8. Queridos hermanos en el episcopado, a través de vosotros quisiera llegar a todos los sacerdotes de Estados Unidos, a fin de agradecerles la santidad de su vida y su celo incansable por ayudar a los fieles a experimentar el amor salvífico de Dios. El testimonio alegre y responsable de vuestros sacerdotes contribuye de modo admirable a la vitalidad de la Iglesia en vuestras diócesis. Os invito a vosotros, al igual que a ellos, a renovar todos los días vuestro amor al sacerdocio y a ver siempre en él la perla de gran valor por la que el hombre sacrificar á todo lo demás (cf. Mt 13, 45). Pido a Dios en mis oraciones especialmente por quienes están afrontando dificultades en €su vocación, y encomiendo sus inquietudes y preocupaciones a la intercesión de María, Madre del Redentor.
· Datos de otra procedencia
use image::imageops::{self, FilterType};
use image::{ImageBuffer, Luma};
use ndarray::Array2;
use serde::{Deserialize, Serialize};

use crate::consts::EPSILON;
use crate::error::{QssError, Result};

/// Interpolation used when resizing images and maps.
#[derive(Clone, Copy, Debug, Default, PartialEq, Eq, Serialize, Deserialize)]
pub enum ResizeFilter {
    Nearest,
    /// Bilinear.
    #[default]
    Triangle,
    CatmullRom,
    Gaussian,
    Lanczos3,
}

impl ResizeFilter {
    pub fn filter_type(self) -> FilterType {
        match self {
            Self::Nearest => FilterType::Nearest,
            Self::Triangle => FilterType::Triangle,
            Self::CatmullRom => FilterType::CatmullRom,
            Self::Gaussian => FilterType::Gaussian,
            Self::Lanczos3 => FilterType::Lanczos3,
        }
    }
}

impl std::fmt::Display for ResizeFilter {
    fn fmt(&self, f: &mut std::fmt::Formatter<'_>) -> std::fmt::Result {
        match self {
            Self::Nearest => write!(f, "Nearest"),
            Self::Triangle => write!(f, "Bilinear"),
            Self::CatmullRom => write!(f, "Catmull-Rom"),
            Self::Gaussian => write!(f, "Gaussian"),
            Self::Lanczos3 => write!(f, "Lanczos3"),
        }
    }
}

/// Resize a single-channel map to `width` x `height`.
///
/// The image crate clamps float pixels to [0, 1] while resampling, so values
/// are mapped into that range by the map's own min and max first and mapped
/// back afterwards.
pub fn resize_map(
    data: &Array2<f32>,
    width: usize,
    height: usize,
    filter: ResizeFilter,
) -> Result<Array2<f32>> {
    let (h, w) = data.dim();
    if (h, w) == (height, width) {
        return Ok(data.clone());
    }
    if width == 0 || height == 0 || w == 0 || h == 0 {
        return Err(QssError::Shape(format!(
            "cannot resize a {}x{} map to {}x{}",
            w, h, width, height
        )));
    }

    let (lo, hi) = data
        .iter()
        .filter(|v| v.is_finite())
        .fold((f32::INFINITY, f32::NEG_INFINITY), |(lo, hi), &v| {
            (lo.min(v), hi.max(v))
        });
    let range = hi - lo;
    if !range.is_finite() || range < EPSILON {
        let fill = if lo.is_finite() { lo } else { 0.0 };
        return Ok(Array2::from_elem((height, width), fill));
    }

    let pixels: Vec<f32> = data
        .iter()
        .map(|&v| if v.is_finite() { (v - lo) / range } else { 0.0 })
        .collect();
    let src = ImageBuffer::<Luma<f32>, Vec<f32>>::from_raw(w as u32, h as u32, pixels)
        .ok_or_else(|| QssError::Shape(format!("map buffer does not match {}x{}", w, h)))?;
    let resized = imageops::resize(&src, width as u32, height as u32, filter.filter_type());

    let unit = Array2::from_shape_vec((height, width), resized.into_raw())
        .map_err(|e| QssError::Shape(e.to_string()))?;
    Ok(unit.mapv(|v| v * range + lo))
}
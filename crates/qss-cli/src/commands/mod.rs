pub mod config;
pub mod run;
pub mod transform;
Dado que hoy celebramos la solemnidad de la Ascensión, nos alegramos por la gloria del Señor a la diestra del Padre y esperamos la próxima fiesta de Pentecostés. Invoco una nueva efusión del Espíritu Santo sobre vosotros así como sobre los sacerdotes, los religiosos y los laicos de vuestras diócesis. El Paráclito, que guía a la Iglesia en la tarea de la evangelización, renueve sus siete dones en vuestro corazón, para que améis y sirváis, con total fidelidad, a las Iglesias particulares encomendadas a vuestra solicitud. Con mi bendición apostólica.